Decker knew this too and gave a soft snort—the closest he ever came to words these days.
They continued to work in companionable silence. Oaks hooked a dusty horse blanket over his forearm and walked outside. The cool breeze was refreshing over his face. As he shook the dust from the blanket, he automatically looked to the house.
He almost hadn’t been able to leave Shiloh’s bed. Gently extracting his limbs from the tangle of hers had left a hole in the middle of his chest where a dull pain still throbbed.
He brushed his fingertips over the spot, thinking of the night they’d spent together.
He couldn’t feel these things—shouldn’t. When he enlisted, he always swore he wouldn’t have a woman in his life because he couldn’t guarantee he’d return from a mission. Then hedidreturn, and that vow changed to staying single because he never knew if some trigger would throw him into a PTSD episode that landed him in treatment in his own facility.

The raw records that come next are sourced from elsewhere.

//! Timing command - reconstruct session times.
//!
//! Parses journal files, then fills in each session's start and end from
//! its time annotation or, failing that, from the timestamps of the commits
//! it references. Sessions whose timing cannot be resolved are listed with
//! no time unless `--resolved-only` drops them.

use anyhow::Result;
use colored::Colorize;
use std::path::PathBuf;

use super::sessions::print_sessions;
use crate::cli::OutputFormat;
use worklog_cli::capture::{find_journal_files, load_sessions};
use worklog_cli::config::Config;
use worklog_cli::timing::{reconstruct_all, TimingConfig};

/// Arguments for the timing command.
#[derive(clap::Args)]
#[command(after_help = "EXAMPLES:\n    \
    worklog timing journal/                        Resolve against the current repo\n    \
    worklog timing journal/ --repo ~/src/project   Resolve against another repo\n    \
    worklog timing journal/ --pre-buffer 30        Start 30 minutes before first commit\n    \
    worklog timing journal/ --resolved-only -f json  Only sessions with times, as JSON")]
pub struct Args {
    /// Journal files, directories, or glob patterns
    #[arg(value_name = "PATH", required = true)]
    pub paths: Vec<String>,

    /// Repository to resolve commit references in
    #[arg(short, long, value_name = "PATH")]
    #[arg(
        long_help = "Git repository used to look up commits mentioned in the\n\
        journals. Overrides WORKLOG_REPO and the repo_path config setting.\n\
        Defaults to the current directory."
    )]
    pub repo: Option<PathBuf>,

    /// Minutes to start before the earliest commit
    #[arg(long, value_name = "MINUTES")]
    pub pre_buffer: Option<u32>,

    /// Minutes to end after the latest commit
    #[arg(long, value_name = "MINUTES")]
    pub post_buffer: Option<u32>,

    /// Omit sessions whose timing could not be resolved
    #[arg(long)]
    pub resolved_only: bool,

    /// Output format: text (default), json, or markdown
    #[arg(short, long, value_enum, default_value = "text")]
    pub format: OutputFormat,
}

/// Executes the timing command.
pub fn run(args: Args) -> Result<()> {
    let mut config = Config::load()?;
    config.apply_env_overrides();

    let timing_config = apply_flags(config.timing_config(), &args);

    let files = find_journal_files(&args.paths)?;
    let sessions = load_sessions(&files, config.timezone());
    let total = sessions.len();

    let mut sessions = reconstruct_all(sessions, &timing_config);
    let resolved = sessions.iter().filter(|s| s.has_timing()).count();

    if args.resolved_only {
        sessions.retain(|s| s.has_timing());
    }

    print_sessions(&sessions, args.format)?;

    if args.format == OutputFormat::Text && total > 0 {
        println!();
        println!(
            "Resolved timing for {} of {} session(s)",
            resolved.to_string().green(),
            total
        );
    }

    Ok(())
}

/// Layers command-line flags over the configured settings.
fn apply_flags(mut config: TimingConfig, args: &Args) -> TimingConfig {
    if let Some(repo) = &args.repo {
        config.repo_path = Some(repo.clone());
    }
    if let Some(minutes) = args.pre_buffer {
        config.pre_commit_buffer_minutes = minutes;
    }
    if let Some(minutes) = args.post_buffer {
        config.post_commit_buffer_minutes = minutes;
    }
    config
}

#[cfg(test)]
mod tests {
    use super::*;

    fn args() -> Args {
        Args {
            paths: vec!["journal".to_string()],
            repo: None,
            pre_buffer: None,
            post_buffer: None,
            resolved_only: false,
            format: OutputFormat::Text,
        }
    }

    #[test]
    fn test_apply_flags_without_flags_keeps_config() {
        let config = TimingConfig::default();
        assert_eq!(apply_flags(config.clone(), &args()), config);
    }

    #[test]
    fn test_apply_flags_overrides() {
        let mut args = args();
        args.repo = Some(PathBuf::from("/work/repo"));
        args.pre_buffer = Some(30);
        args.post_buffer = Some(0);

        let config = apply_flags(TimingConfig::default(), &args);
        assert_eq!(config.repo_path, Some(PathBuf::from("/work/repo")));
        assert_eq!(config.pre_commit_buffer_minutes, 30);
        assert_eq!(config.post_commit_buffer_minutes, 0);
        assert_eq!(config.default_timezone, "America/New_York");
    }
}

Dammit, he wasn’t getting a choice in this, was he? He wanted Shiloh too much. And that protectiveness he felt toward her was impossible to ignore.
Decker came outside carrying a feed bucket. He walked over to the hose spigot on the side of the barn and sprayed out the metal until it gleamed. Oaks watched him for a long moment.
Ranch life helped the guys who came here. The peace of the land imbued every person who visited with a sense of serenity, including Shiloh.